Operations and Tooling
Deployment is image-centric: a CI pipeline builds an OCI image, pushes it to a registry, and the platform rolls out a new immutable revision, with traffic shifting between revisions for canary releases and instant rollback. Because the unit of deployment is a standard container, the same image can often run on Cloud Run, Container Apps, Fargate, or even plain Kubernetes with minimal change, which limits lock-in to the runtime even where platform features differ. Autoscaling is driven by concurrency and request load, and per-service settings tune scale-to-zero behavior, minimum instances, and maximum concurrency to balance cost against cold-start latency. Observability uses each platform's logging, metrics, and tracing, with OpenTelemetry instrumentation keeping the application portable across them.
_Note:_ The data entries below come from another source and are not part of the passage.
// Copyright (c) 2024-present, fjall-rs
// This source code is licensed under both the Apache 2.0 and MIT License
// (found in the LICENSE-* files in the repository)

//! Incremental dictionary reader with a segment reverse index

use super::{read_header, DictionaryEntry, HEADER_SIZE};
use crate::{
    compression::{CompressionType, StreamDecompressor},
    id::{DictionaryId, SegmentId},
    query::wildcard::{eq_ignore_case, wildcard_match},
    Error,
};
use byteorder::{BigEndian, ReadBytesExt};
use std::{
    collections::{BTreeSet, HashMap},
    fs::File,
    io::{BufReader, Read, Seek, SeekFrom},
    path::{Path, PathBuf},
};

type Stream = StreamDecompressor<BufReader<File>>;

fn open_stream(path: &Path, compression: CompressionType) -> crate::Result<Stream> {
    let mut file = File::open(path)?;
    file.seek(SeekFrom::Start(HEADER_SIZE))?;
    StreamDecompressor::open(compression, BufReader::new(file))
}

fn map_eof(e: std::io::Error, path: &Path) -> Error {
    if e.kind() == std::io::ErrorKind::UnexpectedEof {
        Error::Corrupt(format!("{} ends before its header count", path.display()))
    } else {
        Error::Io(e)
    }
}

/// Dictionary reader
///
/// Entries are loaded incrementally by [`DictionaryReader::read_new_entries`],
/// which can be called again while a writer appends to the same files.
pub struct DictionaryReader<T: DictionaryEntry> {
    value_path: PathBuf,
    index_path: PathBuf,
    compression: CompressionType,

    /// Opened on first use, then kept open to continue where the last read stopped
    values: Option<Stream>,
    segment_index: Option<Stream>,

    entries: Vec<T>,
    ids: HashMap<String, DictionaryId, ahash::RandomState>,

    /// Segments referencing each id
    segment_ids: HashMap<DictionaryId, BTreeSet<SegmentId>, ahash::RandomState>,
    num_segments_read: u64,
}

impl<T: DictionaryEntry> std::fmt::Debug for DictionaryReader<T> {
    fn fmt(&self, f: &mut std::fmt::Formatter<'_>) -> std::fmt::Result {
        write!(
            f,
            "DictionaryReader<{}: {} entries>",
            self.value_path.display(),
            self.entries.len()
        )
    }
}

impl<T: DictionaryEntry> DictionaryReader<T> {
    /// Opens a dictionary without loading any entry.
    ///
    /// # Errors
    ///
    /// Returns [`Error::FileNotFound`] if one of the files is missing.
    pub fn open<P: AsRef<Path>, Q: AsRef<Path>>(
        value_path: P,
        index_path: Q,
        compression: CompressionType,
    ) -> crate::Result<Self> {
        let value_path = value_path.as_ref();
        let index_path = index_path.as_ref();

        for path in [value_path, index_path] {
            if !path.try_exists()? {
                return Err(Error::FileNotFound(path.into()));
            }
        }

        Ok(Self {
            value_path: value_path.into(),
            index_path: index_path.into(),
            compression,
            values: None,
            segment_index: None,
            entries: Vec::new(),
            ids: HashMap::default(),
            segment_ids: HashMap::default(),
            num_segments_read: 0,
        })
    }

    /// Loads entries and segment records written since the last call.
    ///
    /// # Errors
    ///
    /// Will return `Err` if an IO error occurs, or an entry is malformed.
    pub fn read_new_entries(&mut self) -> crate::Result<()> {
        let num_entries = read_header(&self.value_path)?;

        if num_entries > self.entries.len() as u64 {
            let values = match &mut self.values {
                Some(values) => values,
                values @ None => values.insert(open_stream(&self.value_path, self.compression)?),
            };

            while (self.entries.len() as u64) < num_entries {
                let id = self.entries.len() as DictionaryId;

                let len = values
                    .read_u64::<BigEndian>()
                    .map_err(|e| map_eof(e, &self.value_path))?;

                // NOTE: Don't trust the length for preallocation
                let mut bytes = Vec::with_capacity(len.min(4_096) as usize);
                values.by_ref().take(len).read_to_end(&mut bytes)?;

                if bytes.len() as u64 != len {
                    return Err(Error::Corrupt(format!(
                        "dictionary entry {id} in {} is truncated",
                        self.value_path.display()
                    )));
                }

                let value = String::from_utf8(bytes)
                    .map_err(|_| Error::Corrupt(format!("dictionary entry {id} is not UTF-8")))?;

                self.ids.insert(value.clone(), id);
                self.entries.push(T::from_value(id, value)?);
            }

            log::trace!(
                "Loaded {} entries from {}",
                self.entries.len(),
                self.value_path.display()
            );
        }

        let num_segments = read_header(&self.index_path)?;

        if num_segments > self.num_segments_read {
            let index = match &mut self.segment_index {
                Some(index) => index,
                index @ None => index.insert(open_stream(&self.index_path, self.compression)?),
            };

            while self.num_segments_read < num_segments {
                let segment_id = index
                    .read_u64::<BigEndian>()
                    .map_err(|e| map_eof(e, &self.index_path))?;

                let count = index
                    .read_u64::<BigEndian>()
                    .map_err(|e| map_eof(e, &self.index_path))?;

                for _ in 0..count {
                    let id = index
                        .read_u64::<BigEndian>()
                        .map_err(|e| map_eof(e, &self.index_path))?;

                    self.segment_ids.entry(id).or_default().insert(segment_id);
                }

                self.num_segments_read += 1;
            }
        }

        Ok(())
    }

    /// Returns the entry with the given id.
    ///
    /// # Errors
    ///
    /// Returns [`Error::Corrupt`] if the id is unknown.
    pub fn get_entry(&self, id: DictionaryId) -> crate::Result<&T> {
        usize::try_from(id)
            .ok()
            .and_then(|ix| self.entries.get(ix))
            .ok_or_else(|| {
                Error::Corrupt(format!(
                    "id {id} is not in dictionary {}",
                    self.value_path.display()
                ))
            })
    }

    /// Returns the value with the given id.
    ///
    /// # Errors
    ///
    /// Returns [`Error::Corrupt`] if the id is unknown.
    pub fn get_value(&self, id: DictionaryId) -> crate::Result<&str> {
        self.get_entry(id).map(DictionaryEntry::value)
    }

    /// All loaded entries, indexed by id
    #[must_use]
    pub fn entries(&self) -> &[T] {
        &self.entries
    }

    /// Number of loaded entries
    #[must_use]
    pub fn len(&self) -> usize {
        self.entries.len()
    }

    /// Returns `true` if no entry is loaded.
    #[must_use]
    pub fn is_empty(&self) -> bool {
        self.entries.is_empty()
    }

    /// Returns the ids of entries equal to `value`.
    ///
    /// Without `ignore_case` there is at most one.
    #[must_use]
    pub fn get_ids_matching_value(&self, value: &str, ignore_case: bool) -> BTreeSet<DictionaryId> {
        if ignore_case {
            (0..)
                .zip(&self.entries)
                .filter(|(_, entry)| eq_ignore_case(entry.value(), value))
                .map(|(id, _)| id)
                .collect()
        } else {
            self.ids.get(value).copied().into_iter().collect()
        }
    }

    /// Returns the ids of entries matching a wildcard pattern.
    #[must_use]
    pub fn get_ids_matching_wildcard(&self, pattern: &str, ignore_case: bool) -> BTreeSet<DictionaryId> {
        (0..)
            .zip(&self.entries)
            .filter(|(_, entry)| wildcard_match(entry.value(), pattern, !ignore_case))
            .map(|(id, _)| id)
            .collect()
    }

    /// Returns the segments that reference `id`.
    #[must_use]
    pub fn get_segments_containing_entry(&self, id: DictionaryId) -> Option<&BTreeSet<SegmentId>> {
        self.segment_ids.get(&id)
    }

    /// Returns the segments that reference any of `ids`.
    #[must_use]
    pub fn get_segments_containing_entries<'a, I>(&self, ids: I) -> BTreeSet<SegmentId>
    where
        I: IntoIterator<Item = &'a DictionaryId>,
    {
        let mut segments = BTreeSet::new();

        for id in ids {
            if let Some(ids) = self.get_segments_containing_entry(*id) {
                segments.extend(ids.iter().copied());
            }
        }

        segments
    }
}

#[cfg(test)]
mod tests {
    use super::*;
    use crate::{
        dictionary::{DictionaryWriter, LogtypeDictionaryReader, VariableDictionaryReader},
        logtype::VariableKind,
    };
    use test_log::test;

    #[test]
    fn dictionary_reader_incremental() -> crate::Result<()> {
        let folder = tempfile::tempdir()?;
        let value_path = folder.path().join("var.dict");
        let index_path = folder.path().join("var.segindex");

        let mut writer = DictionaryWriter::create(
            "variable",
            &value_path,
            &index_path,
            CompressionType::default(),
            1_000,
        )?;

        let mut reader =
            VariableDictionaryReader::open(&value_path, &index_path, CompressionType::default())?;
        reader.read_new_entries()?;
        assert!(reader.is_empty());

        writer.add_entry("host-1")?;
        writer.add_entry("host-2")?;
        writer.index_segment(0, &BTreeSet::from([0, 1]))?;
        writer.flush()?;

        reader.read_new_entries()?;
        assert_eq!(2, reader.len());
        assert_eq!("host-2", reader.get_value(1)?);
        assert!(reader.get_value(2).is_err());

        writer.add_entry("Host-3")?;
        writer.index_segment(1, &BTreeSet::from([1, 2]))?;
        writer.close()?;

        reader.read_new_entries()?;
        assert_eq!(3, reader.len());
        assert_eq!(
            Some(&BTreeSet::from([0, 1])),
            reader.get_segments_containing_entry(1)
        );
        assert_eq!(
            BTreeSet::from([0, 1]),
            reader.get_segments_containing_entries(&[0, 2])
        );

        assert_eq!(BTreeSet::from([2]), reader.get_ids_matching_value("Host-3", false));
        assert!(reader.get_ids_matching_value("host-3", false).is_empty());
        assert_eq!(BTreeSet::from([2]), reader.get_ids_matching_value("host-3", true));

        assert_eq!(
            BTreeSet::from([0, 1]),
            reader.get_ids_matching_wildcard("host-*", false)
        );
        assert_eq!(
            BTreeSet::from([0, 1, 2]),
            reader.get_ids_matching_wildcard("host-?", true)
        );

        Ok(())
    }

    #[test]
    fn dictionary_reader_logtypes() -> crate::Result<()> {
        let folder = tempfile::tempdir()?;
        let value_path = folder.path().join("logtype.dict");
        let index_path = folder.path().join("logtype.segindex");

        let mut writer = DictionaryWriter::create(
            "logtype",
            &value_path,
            &index_path,
            CompressionType::None,
            1_000,
        )?;
        writer.add_entry(" ERROR code=\u{11}\n")?;
        writer.close()?;

        let mut reader = LogtypeDictionaryReader::open(&value_path, &index_path, CompressionType::None)?;
        reader.read_new_entries()?;

        let entry = reader.get_entry(0)?;
        assert_eq!(1, entry.num_variables());
        assert_eq!(
            vec![VariableKind::Integer],
            entry.variable_kinds().collect::<Vec<_>>()
        );

        Ok(())
    }

    #[test]
    fn dictionary_reader_corrupt_lengths() -> crate::Result<()> {
        use byteorder::WriteBytesExt;

        let folder = tempfile::tempdir()?;
        let value_path = folder.path().join("var.dict");
        let index_path = folder.path().join("var.segindex");

        // One entry claiming 64 TiB, followed by a few bytes
        let mut bytes = vec![];
        bytes.write_u64::<BigEndian>(1)?;
        bytes.write_u64::<BigEndian>(1 << 46)?;
        bytes.extend_from_slice(b"abc");
        std::fs::write(&value_path, &bytes)?;

        // One segment referencing a huge id
        let mut bytes = vec![];
        bytes.write_u64::<BigEndian>(1)?;
        bytes.write_u64::<BigEndian>(0)?;
        bytes.write_u64::<BigEndian>(1)?;
        bytes.write_u64::<BigEndian>(1 << 60)?;
        std::fs::write(&index_path, &bytes)?;

        let mut reader = VariableDictionaryReader::open(&value_path, &index_path, CompressionType::None)?;
        assert!(matches!(reader.read_new_entries(), Err(Error::Corrupt(_))));
        assert!(reader.is_empty());

        // Only the segment index is left to load
        std::fs::write(&value_path, 0u64.to_be_bytes())?;
        let mut reader = VariableDictionaryReader::open(&value_path, &index_path, CompressionType::None)?;
        reader.read_new_entries()?;
        assert_eq!(
            Some(&BTreeSet::from([0])),
            reader.get_segments_containing_entry(1 << 60)
        );

        Ok(())
    }

    #[test]
    fn dictionary_reader_missing_file() {
        let result = VariableDictionaryReader::open(
            "/does/not/exist.dict",
            "/does/not/exist.segindex",
            CompressionType::None,
        );
        assert!(matches!(result, Err(Error::FileNotFound(_))));
    }
}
Identity and access are handled by platform-native service accounts or roles granting least-privilege access to other managed services. The model suits stateless request handlers; long-lived connections, background daemons, and heavy local state fit less naturally and may need a different compute option.
When to Use It
Choose this stack when you want serverless scaling and economics but prefer portable containers over proprietary functions, and when you want to avoid running a Kubernetes cluster. It suits stateless request-driven services, APIs with variable traffic, and teams seeking low operations. For steady high-volume workloads, latency-critical paths, or deep environment control, self-managed Kubernetes may be more economical or flexible; for tiny event glue, plain functions can be simplest.